Thursday, April 26, 2012

Death is an unfortunate part of life….




The memories of being a child are what we have to live for, it is what keeps us going, and it is what makes us who we are today.
I received a text a couple of days ago that said my grandma was not doing well and that my dad was going to visit her at the nursing home because he had gotten a phone call. I kept up to date with my sister and dad in order to ensure that I knew what was going on. I live 1200 miles away, all I want is to be included still. Everyone has made sure they include me as much as they can. As much as I want to drive home or fly home, I am unsure that is actually an option at this point. I have a race this weekend that I’ve paid money for, I have a birthday party next week, and my daughters birthday the following week- without knowing when she is going to pass, it is hard to know when I could come home. Plus I live here, this is my life, it is hard to jump up and leave it for a few days. Now, many people would question why I would even want to go to my grandma’s funeral- especially if you knew me. I haven’t seen my grandma in about six years, she has never met either of my children, but there was some sort of a falling out with my family and the children got the ugly end of the stick.
Growing up, there is not a memory that my grandparents are not in. Whether it was my moms side or my dads side. I remember going to my Grandma and Grandpa Haiflich’s lake house every summer and on the weekends at times. I remember going to their house and running through the corn field and running next door to hang out with my cousins and my aunt. I remember the kitchen table and the times they played cards. I remember feeling a part of a family unit, that no longer exists today. Part of being a child is reveling in the moments of your family, being able to hold on to something that is supposed to always be there- family, but in the end it sometimes turns out that they are not always there for you. I remember going shopping with my Grandma and my sister at the mall, we got to spend an entire weekend with her, it was a lot of fun. These are the only memories I have left, once I turned into a teenager, my family time was gone- our family had self-destructed after my grandpa passed away and we never really saw each other again. Most of that side of my family I have not seen since I was 18 years old, although I am able to be friends with a lot of them on FB thanks to social networking, especially since all of us children were the ones who were left hurt. Adults and their adult problems tore a family apart, although I still do not know what ever happened nor do I really care to know- I just wish that we didn’t have to miss out on all the family things, we never got invited to anything anymore and it was sad to not be able to be a part of it all. Now, I sit here with my last grandparent hanging on by a thread, living in Florida, missing the memories that could have been made, waiting on a phone call.
Most people would not understand the pain I feel with what is happening. I am upset because living so far away I knew that things were going to happen, mostly though I feared that something would happen to my dad or step mom because I know the shape their health is in. I am sad because I do not know what is going to happen and that there is nothing I can change about not having memories with family. We all make our own choices and we could have gotten a hold of someone to still be a part of things. I am mad that death is a part of life, although I am someone who is pretty numb to it nowadays after being a CNA for so long- I watched a lot of people die, I was close to a lot of them, I cried by their bedside when they died, I had loved them, once you feel so much pain you begin to not “care” as much about anyone and then when you lose them you won’t feel the pain. I’ve grown accustomed to it and I think I sometimes use it in my life as well, if I can’t feel the pain then nothing can hurt me.

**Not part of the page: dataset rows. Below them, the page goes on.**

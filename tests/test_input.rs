use fish_catch::config::{ControlScheme, GameConfig};
use fish_catch::input::{Dir, InputTranslator, MoveIntent};

fn drag_config() -> GameConfig {
    GameConfig {
        control_scheme: ControlScheme::Drag,
        ..GameConfig::default()
    }
}

fn flick_config() -> GameConfig {
    GameConfig {
        control_scheme: ControlScheme::Flick,
        ..GameConfig::default()
    }
}

/// Put the translator into a rightward 200 u/s drag.
fn dragging_right(input: &mut InputTranslator, config: &GameConfig) {
    input.pointer_down(100.0, 100.0);
    input.pointer_move(120.0, 100.0, config);
}

// ── Keyboard ──────────────────────────────────────────────────────────────────

#[test]
fn single_key_moves_at_keyboard_speed() {
    let config = drag_config();
    let mut input = InputTranslator::new();
    input.key_down(Dir::Left);
    assert_eq!(input.translate(&config), MoveIntent { vx: -150.0, vy: 0.0 });

    input.key_up(Dir::Left);
    input.key_down(Dir::Down);
    assert_eq!(input.translate(&config), MoveIntent { vx: 0.0, vy: 150.0 });
}

#[test]
fn diagonal_magnitude_matches_straight_movement() {
    let config = drag_config();
    let mut input = InputTranslator::new();
    input.key_down(Dir::Right);
    input.key_down(Dir::Up);
    let MoveIntent { vx, vy } = input.translate(&config);
    assert!(vx > 0.0 && vy < 0.0);
    let magnitude = (vx * vx + vy * vy).sqrt();
    assert!((magnitude - 150.0).abs() < 0.01);
}

#[test]
fn opposite_keys_cancel() {
    let config = drag_config();
    let mut input = InputTranslator::new();
    input.key_down(Dir::Left);
    input.key_down(Dir::Right);
    assert_eq!(input.translate(&config), MoveIntent::default());
}

#[test]
fn keyboard_overrides_pointer_velocity() {
    let config = drag_config();
    let mut input = InputTranslator::new();
    dragging_right(&mut input, &config);
    assert_eq!(input.translate(&config).vx, 200.0);

    // Any held key wins over the drag, even a cancelling pair
    input.key_down(Dir::Left);
    input.key_down(Dir::Right);
    assert_eq!(input.translate(&config), MoveIntent::default());

    // Released keys hand control back to the pointer
    input.release_keys();
    assert_eq!(input.translate(&config).vx, 200.0);
}

// ── Pointer drag ──────────────────────────────────────────────────────────────

#[test]
fn movement_inside_dead_zone_is_ignored() {
    let config = drag_config(); // dead zone 5
    let mut input = InputTranslator::new();
    input.pointer_down(100.0, 100.0);
    input.pointer_move(103.0, 103.0, &config);
    assert_eq!(input.translate(&config), MoveIntent::default());
}

#[test]
fn drag_sets_velocity_along_the_normalized_direction() {
    let config = drag_config();
    let mut input = InputTranslator::new();
    input.pointer_down(100.0, 100.0);
    input.pointer_move(110.0, 100.0, &config); // pure horizontal
    let intent = input.translate(&config);
    assert_eq!(intent, MoveIntent { vx: 200.0, vy: 0.0 });
}

#[test]
fn drag_anchor_rebases_on_each_accepted_move() {
    let config = drag_config();
    let mut input = InputTranslator::new();
    input.pointer_down(100.0, 100.0);
    input.pointer_move(110.0, 100.0, &config);
    // Next delta is measured from (110, 100): straight down
    input.pointer_move(110.0, 108.0, &config);
    let intent = input.translate(&config);
    assert_eq!(intent, MoveIntent { vx: 0.0, vy: 200.0 });
}

#[test]
fn move_without_pointer_down_does_nothing() {
    let config = drag_config();
    let mut input = InputTranslator::new();
    input.pointer_move(500.0, 500.0, &config);
    assert_eq!(input.translate(&config), MoveIntent::default());
}

#[test]
fn drag_release_stops_immediately() {
    let config = drag_config();
    let mut input = InputTranslator::new();
    dragging_right(&mut input, &config);
    input.pointer_up(&config);
    assert_eq!(input.translate(&config), MoveIntent::default());
}

// ── Flick inertia ─────────────────────────────────────────────────────────────

#[test]
fn flick_release_coasts_with_decaying_velocity() {
    let config = flick_config();
    let mut input = InputTranslator::new();
    dragging_right(&mut input, &config);
    input.pointer_up(&config);

    let first = input.translate(&config);
    assert!((first.vx - 200.0 * 0.92).abs() < 0.01);

    let second = input.translate(&config);
    assert!(second.vx < first.vx);
    assert!(second.vx > 0.0);
}

#[test]
fn flick_decay_snaps_to_exactly_zero() {
    let config = flick_config();
    let mut input = InputTranslator::new();
    dragging_right(&mut input, &config);
    input.pointer_up(&config);

    let mut frames = 0;
    loop {
        let intent = input.translate(&config);
        if intent == MoveIntent::default() {
            break;
        }
        frames += 1;
        assert!(frames < 200, "flick never came to rest");
    }
    // At rest it stays at rest — exact zero, not a crawl
    assert_eq!(input.translate(&config), MoveIntent::default());
}

#[test]
fn new_touch_cancels_coasting() {
    let config = flick_config();
    let mut input = InputTranslator::new();
    dragging_right(&mut input, &config);
    input.pointer_up(&config);
    assert!(input.translate(&config).vx > 0.0);

    input.pointer_down(300.0, 300.0);
    assert_eq!(input.translate(&config), MoveIntent::default());
}

#[test]
fn flick_release_without_motion_does_not_coast() {
    let config = flick_config();
    let mut input = InputTranslator::new();
    input.pointer_down(100.0, 100.0);
    input.pointer_up(&config);
    assert_eq!(input.translate(&config), MoveIntent::default());
}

Death is a part of life, but it does bring us closer to God. I know it is hard to understand who God really is and if he really is out there somewhere, but I like to think there is someone who cares more about me than I do. I like to think there is a palace somewhere waiting for me, with a lazy river and a mango tango. It’s about believing in something that is bigger than yourself and believing that there is a plan for everything. I know that my grandma is ready to go, she has been since my grandpa left. The day he died she stood by his bed side and screamed and cried for him to come back. The day he left us was the day she really left us to. To find someone you have given your whole life too, someone you have given your whole heart to, and then one day they are no longer there. That’s the lesson behind all of this. People are going to walk in and out of our lives, it is our job to make it worth the while, it is our job to let go and learn to love and grow and trust, no matter what the end result is. We are not guaranteed another second of life, we are not guaranteed another moment, do not let resentment or greed or selfishness get in the way of anything. Take the opportunity to care about everyone, and in the end if you get hurt or you lose someone, at least it will all be worth it. Time heals all wounds and we will be able to continue on, God will not let us down and he will not let us fall to a place where we can never get up.

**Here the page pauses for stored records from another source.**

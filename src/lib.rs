//! Core of a timed catch-the-fish arcade game.
//!
//! A player-controlled shark roams a padded play rectangle while fish
//! stream across the field; each shark–fish overlap scores a point, a
//! 30-second timer ends the session, and the best score persists across
//! runs. The library holds all game logic — session state machine, entity
//! pool, input translation, scoring and persistence, configuration — and
//! the binary wraps it in a crossterm terminal frontend.

pub mod config;
pub mod display;
pub mod entities;
pub mod game;
pub mod input;
pub mod pool;
pub mod score;
pub mod session;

It doesn’t matter where my family has gone, I still have love for my Grandma, she was and still is a part of my family and who I am. May God be with you Grandma and let you go in peace without suffering.

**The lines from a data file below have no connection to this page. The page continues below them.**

//! End-to-end tests of the runner over temporary projects.

use std::fs;
use std::path::{Path, PathBuf};

use tempfile::TempDir;

use ember_data_codemod::project::Project;
use ember_data_codemod::runner::{load_mappings, run, RunOptions};
use ember_data_codemod::{CliOverrides, CodemodConfig, CodemodError};
use ember_data_codemod_core::output::FileStatus;

// ============================================================================
// Test Infrastructure
// ============================================================================

const PACKAGE_JSON: &str = r#"{"name": "shoes", "devDependencies": {"ember-cli": "~3.12.0"}}"#;

const MODEL: &str = "import DS from 'ember-data';\nconst { attr } = DS;\nexport default DS.Model.extend({ shoe: attr('number') });\n";
const MODEL_OUT: &str = "import Model, { attr } from '@ember-data/model';\nexport default Model.extend({ shoe: attr('number') });\n";

fn project(files: &[(&str, &str)]) -> TempDir {
    let dir = TempDir::new().unwrap();
    fs::write(dir.path().join("package.json"), PACKAGE_JSON).unwrap();
    for (rel, content) in files {
        let path = dir.path().join(rel);
        fs::create_dir_all(path.parent().unwrap()).unwrap();
        fs::write(path, content).unwrap();
    }
    dir
}

fn config(root: &Path, overrides: CliOverrides) -> CodemodConfig {
    let project = Project::load(root, true).unwrap();
    CodemodConfig::resolve_with_env(project.config(), &overrides, |_| None).unwrap()
}

fn read(root: &Path, rel: &str) -> String {
    fs::read_to_string(root.join(rel)).unwrap()
}

// ============================================================================
// Tests
// ============================================================================

#[test]
fn rewrites_default_paths_and_reports_nothing() {
    let dir = project(&[
        ("app/models/shoe.js", MODEL),
        ("app/app.js", "export default class App {}\n"),
        ("node_modules/dep/index.js", MODEL),
    ]);
    let config = config(dir.path(), CliOverrides::default());
    let table = load_mappings(dir.path(), &config).unwrap();

    let response = run(dir.path(), &config, &table, &RunOptions::default()).unwrap();

    assert_eq!(response.status, "ok");
    assert_eq!(response.summary.files_scanned, 2);
    assert_eq!(response.summary.files_changed, 1);
    assert!(response.report.is_none());
    assert_eq!(read(dir.path(), "app/models/shoe.js"), MODEL_OUT);
    assert_eq!(read(dir.path(), "node_modules/dep/index.js"), MODEL);
    assert!(!dir.path().join("MODULE_REPORT.md").exists());
}

#[test]
fn dry_run_writes_nothing() {
    let dir = project(&[("app/models/shoe.js", MODEL)]);
    let config = config(dir.path(), CliOverrides::default());
    let table = load_mappings(dir.path(), &config).unwrap();
    let options = RunOptions {
        dry_run: true,
        ..RunOptions::default()
    };

    let response = run(dir.path(), &config, &table, &options).unwrap();

    assert!(response.dry_run);
    assert_eq!(response.files[0].status, FileStatus::Changed);
    assert_eq!(read(dir.path(), "app/models/shoe.js"), MODEL);
}

#[test]
fn diagnostics_go_to_the_report() {
    let dir = project(&[
        (
            "app/models/b.js",
            "import DS from 'ember-data';\n\nexport default DS.Model.extend({\n  thing: DS.unknownThing\n});\n",
        ),
        ("app/models/a.js", "import DS from 'ember-data';\nexport default DS.Model.extend({\n"),
    ]);
    let config = config(dir.path(), CliOverrides::default());
    let table = load_mappings(dir.path(), &config).unwrap();

    let response = run(dir.path(), &config, &table, &RunOptions::default()).unwrap();

    assert_eq!(response.report.as_deref(), Some("MODULE_REPORT.md"));
    assert_eq!(response.summary.files_failed, 1);
    assert_eq!(response.summary.diagnostics, 2);
    // Sorted by file.
    assert_eq!(response.diagnostics[0].file(), "app/models/a.js");
    assert_eq!(response.diagnostics[1].file(), "app/models/b.js");

    let report = read(dir.path(), "MODULE_REPORT.md");
    assert!(report.starts_with("## Module Report"));
    assert!(report.contains("### Runtime Error"));
    assert!(report.contains("### Unknown Global"));
    assert!(report.contains("**Global**: `DS.unknownThing`"));

    // The failed file is untouched; the other is rewritten around the unknown global.
    assert_eq!(
        read(dir.path(), "app/models/a.js"),
        "import DS from 'ember-data';\nexport default DS.Model.extend({\n"
    );
    assert!(read(dir.path(), "app/models/b.js").starts_with("import Model from '@ember-data/model';\n"));
}

#[test]
fn explicit_missing_path_is_an_error() {
    let dir = project(&[]);
    let overrides = CliOverrides {
        paths: vec![PathBuf::from("app/models")],
        ..CliOverrides::default()
    };
    let config = config(dir.path(), overrides);
    let table = load_mappings(dir.path(), &config).unwrap();
    let options = RunOptions {
        explicit_paths: true,
        ..RunOptions::default()
    };

    let err = run(dir.path(), &config, &table, &options).unwrap_err();
    assert!(matches!(err, CodemodError::PathNotFound { .. }));
}

#[test]
fn project_config_sets_quote_and_report() {
    let dir = TempDir::new().unwrap();
    fs::write(
        dir.path().join("package.json"),
        r#"{
            "dependencies": {"ember-cli": "*"},
            "ember-data-codemod": {"quote": "double", "report": "upgrade.md"}
        }"#,
    )
    .unwrap();
    fs::create_dir_all(dir.path().join("app")).unwrap();
    fs::write(
        dir.path().join("app/shoe.js"),
        "export default DS.Model.extend({ x: DS.nope });\n",
    )
    .unwrap();

    let config = config(dir.path(), CliOverrides::default());
    let table = load_mappings(dir.path(), &config).unwrap();
    let response = run(dir.path(), &config, &table, &RunOptions::default()).unwrap();

    assert_eq!(response.report.as_deref(), Some("upgrade.md"));
    assert!(dir.path().join("upgrade.md").exists());
    assert_eq!(
        read(dir.path(), "app/shoe.js"),
        "import Model from \"@ember-data/model\";\nexport default Model.extend({ x: DS.nope });\n"
    );
}

#[test]
fn custom_mapping_file() {
    let dir = project(&[
        ("app/a.js", "export default DS.Thing.create();\n"),
        (
            "mappings.json",
            r#"[{"global": "DS.Thing", "module": "things", "export": "default"}]"#,
        ),
    ]);
    let overrides = CliOverrides {
        mappings: Some(PathBuf::from("mappings.json")),
        ..CliOverrides::default()
    };
    let config = config(dir.path(), overrides);
    let table = load_mappings(dir.path(), &config).unwrap();
    assert_eq!(table.len(), 1);

    run(dir.path(), &config, &table, &RunOptions::default()).unwrap();
    assert_eq!(
        read(dir.path(), "app/a.js"),
        "import Thing from 'things';\nexport default Thing.create();\n"
    );
}

#[test]
fn unreadable_mapping_file_is_an_error() {
    let dir = project(&[]);
    let overrides = CliOverrides {
        mappings: Some(PathBuf::from("missing.json")),
        ..CliOverrides::default()
    };
    let config = config(dir.path(), overrides);
    let err = load_mappings(dir.path(), &config).unwrap_err();
    assert!(matches!(err, CodemodError::Mapping(_)));
}

#[test]
fn response_diagnostics_serialize_with_kind_tags() {
    let dir = project(&[(
        "app/a.js",
        "import DS from 'ember-data';\nDS.nope();\n",
    )]);
    let config = config(dir.path(), CliOverrides::default());
    let table = load_mappings(dir.path(), &config).unwrap();
    let response = run(dir.path(), &config, &table, &RunOptions::default()).unwrap();

    let json = serde_json::to_value(&response).unwrap();
    let diagnostics = json["diagnostics"].as_array().unwrap();
    assert_eq!(diagnostics.len(), 1);
    assert_eq!(diagnostics[0]["kind"], "unmapped_global");
    assert_eq!(diagnostics[0]["dotted_path"], "nope");
    assert_eq!(diagnostics[0]["file"], "app/a.js");
}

Isaiah 41:10  fear not, for I am with you;  be not dismayed, for I am your God; I will strengthen you, I will help you,  I will uphold you with my righteous right hand.

Read more: http://www.whatchristianswanttoknow.com/bible-verses-about-strength-25-encouraging-scripture-quotes/#ixzz1t9Xb52PN
Psalm 23:4  Even though I walk through the valley of the shadow of death,   I will fear no evil, for you are with me;   your rod and your staff,    they comfort me.